Bill Morrow

Personal information
- Full name: William Morrow
- Date of birth: 15 November 1851
- Date of death: 22 January 1922 (aged 70)
- Position(s): Midfielder

Senior career*
- Years: Team / Apps / (Gls)
- 1880–1881: Ulster
- 1881–1885: Moyola Park

International career
- 1883–1884: Ireland / 3 / (1)

= William Morrow (footballer) =

Irish sportsman

William Morrow (15 November 1851 – 22 January 1922) was an Irish footballer who played in the 1880s, most notably for Moyola Park. He was a winner of the inaugural Irish Cup and earned three caps for Ireland.

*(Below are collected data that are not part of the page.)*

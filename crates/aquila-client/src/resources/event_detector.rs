//! Event detector operations

use std::sync::Arc;

use aquila_core::EventDetector;
use tracing::instrument;

use crate::error::Result;
use crate::rest::{RestPipeline, RestRequest};

use super::{encode_path_segment, Page};

const BASE_URL: &str = "/rest/v3/event-detectors";

/// Client for `/rest/v3/event-detectors`.
#[derive(Debug, Clone)]
pub struct EventDetectorsClient {
    pipeline: Arc<RestPipeline>,
}

impl EventDetectorsClient {
    pub(crate) fn new(pipeline: Arc<RestPipeline>) -> Self {
        Self { pipeline }
    }

    /// List all event detectors.
    #[instrument(skip(self))]
    pub async fn list(&self) -> Result<Page<EventDetector>> {
        let response = self.pipeline.execute(RestRequest::get(BASE_URL)).await?;
        response.parse()
    }

    /// Fetch an event detector by XID.
    #[instrument(skip(self))]
    pub async fn get(&self, xid: &str) -> Result<EventDetector> {
        let path = format!("{BASE_URL}/{}", encode_path_segment(xid));
        let response = self.pipeline.execute(RestRequest::get(path)).await?;
        response.parse()
    }

    /// Create a new event detector on its data point.
    #[instrument(skip(self, detector), fields(xid = %detector.xid))]
    pub async fn create(&self, detector: &EventDetector) -> Result<EventDetector> {
        let request = RestRequest::post(BASE_URL).json_body(detector)?;
        let response = self.pipeline.execute(request).await?;
        response.parse()
    }

    /// Update an existing event detector identified by `xid`.
    #[instrument(skip(self, detector))]
    pub async fn update(&self, xid: &str, detector: &EventDetector) -> Result<EventDetector> {
        let path = format!("{BASE_URL}/{}", encode_path_segment(xid));
        let request = RestRequest::put(path).json_body(detector)?;
        let response = self.pipeline.execute(request).await?;
        response.parse()
    }

    /// Create or update depending on whether the detector has a
    /// server-assigned id.
    pub async fn save(&self, detector: &EventDetector) -> Result<EventDetector> {
        if detector.id.is_some() {
            self.update(&detector.xid, detector).await
        } else {
            self.create(detector).await
        }
    }

    /// Delete an event detector; returns the deleted representation.
    #[instrument(skip(self))]
    pub async fn delete(&self, xid: &str) -> Result<EventDetector> {
        let path = format!("{BASE_URL}/{}", encode_path_segment(xid));
        let response = self.pipeline.execute(RestRequest::delete(path)).await?;
        response.parse()
    }
}
//! Test utilities for aquila-client
//!
//! Provides helpers for running integration tests against an in-process
//! mock server.

use std::net::SocketAddr;
use std::time::Duration;

use tokio::net::TcpListener;

use crate::{AquilaClient, ClientConfig, Result};

/// A test server that automatically shuts down when dropped
pub struct TestServer {
    pub addr: SocketAddr,
    pub client: AquilaClient,
    shutdown_tx: Option<tokio::sync::oneshot::Sender<()>>,
    handle: Option<tokio::task::JoinHandle<()>>,
}

impl TestServer {
    /// Create a new test server from an axum Router
    ///
    /// # Example
    ///
    /// ```ignore
    /// use aquila_client::testing::TestServer;
    ///
    /// let router = axum::Router::new().route("/ping", get(|| async { "pong" }));
    /// let server = TestServer::start(router).await?;
    ///
    /// // Use server.client to make requests
    /// let response = server.client.execute(RestRequest::get("/ping")).await?;
    /// ```
    pub async fn start<S>(router: axum::Router<S>) -> Result<Self>
    where
        S: Clone + Send + Sync + 'static,
        axum::Router<S>: Into<axum::Router>,
    {
        Self::start_with_config(router, ClientConfig::builder()).await
    }

    /// Create a new test server with extra client configuration; host and
    /// port are filled in from the listener.
    pub async fn start_with_config<S>(
        router: axum::Router<S>,
        config: crate::ClientConfigBuilder,
    ) -> Result<Self>
    where
        S: Clone + Send + Sync + 'static,
        axum::Router<S>: Into<axum::Router>,
    {
        // Bind to any available port
        let listener = TcpListener::bind("127.0.0.1:0").await?;
        let addr = listener.local_addr()?;

        let (shutdown_tx, shutdown_rx) = tokio::sync::oneshot::channel();

        let router: axum::Router = router.into();

        // Spawn the server
        let handle = tokio::spawn(async move {
            axum::serve(listener, router)
                .with_graceful_shutdown(async {
                    let _ = shutdown_rx.await;
                })
                .await
                .ok();
        });

        // Give server a moment to start
        tokio::time::sleep(Duration::from_millis(10)).await;

        let client = AquilaClient::new(config.host("127.0.0.1").port(addr.port()).build())?;

        Ok(Self {
            addr,
            client,
            shutdown_tx: Some(shutdown_tx),
            handle: Some(handle),
        })
    }

    /// Get the base URL of the test server
    pub fn base_url(&self) -> String {
        format!("http://{}", self.addr)
    }

    /// Get a reference to the client
    pub fn client(&self) -> &AquilaClient {
        &self.client
    }

    /// Shutdown the server gracefully
    pub async fn shutdown(mut self) {
        if let Some(tx) = self.shutdown_tx.take() {
            let _ = tx.send(());
        }
        if let Some(handle) = self.handle.take() {
            let _ = handle.await;
        }
    }
}

impl Drop for TestServer {
    fn drop(&mut self) {
        // Send shutdown signal if not already done
        if let Some(tx) = self.shutdown_tx.take() {
            let _ = tx.send(());
        }
        // Abort the task if still running
        if let Some(handle) = self.handle.take() {
            handle.abort();
        }
    }
}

After initially playing rugby and later cricket in Mountpottinger, Morrow took up football late, and was about thirty years old when he signed for Ulster F.C., his first club. After a year at Ballynafeigh Park he signed for Moyola Park in 1881. With the Castledawson side he would win the inaugural Irish Cup in 1881. Morrow was team captain and the only goalscorer in the final, a 1-0 win against Belfast side Cliftonville, netting the 75th minute winner at the Cliftonville Cricket Ground, Belfast in front of 1,500 spectators.

Morrow played three times for Ireland making his debut February 1883 in a 7-0 loss away to England at the Aigburth Cricket Ground. He would make history a month later when he scored the equalising goal that secured Ireland’s first ever draw, 1-1 against Wales at Ballynafeigh Park. A year later, he earned the last of his three caps, playing in a 5-0 loss to Scotland.

Morrow later became a referee, and officiated an international between England and Scotland in 1891.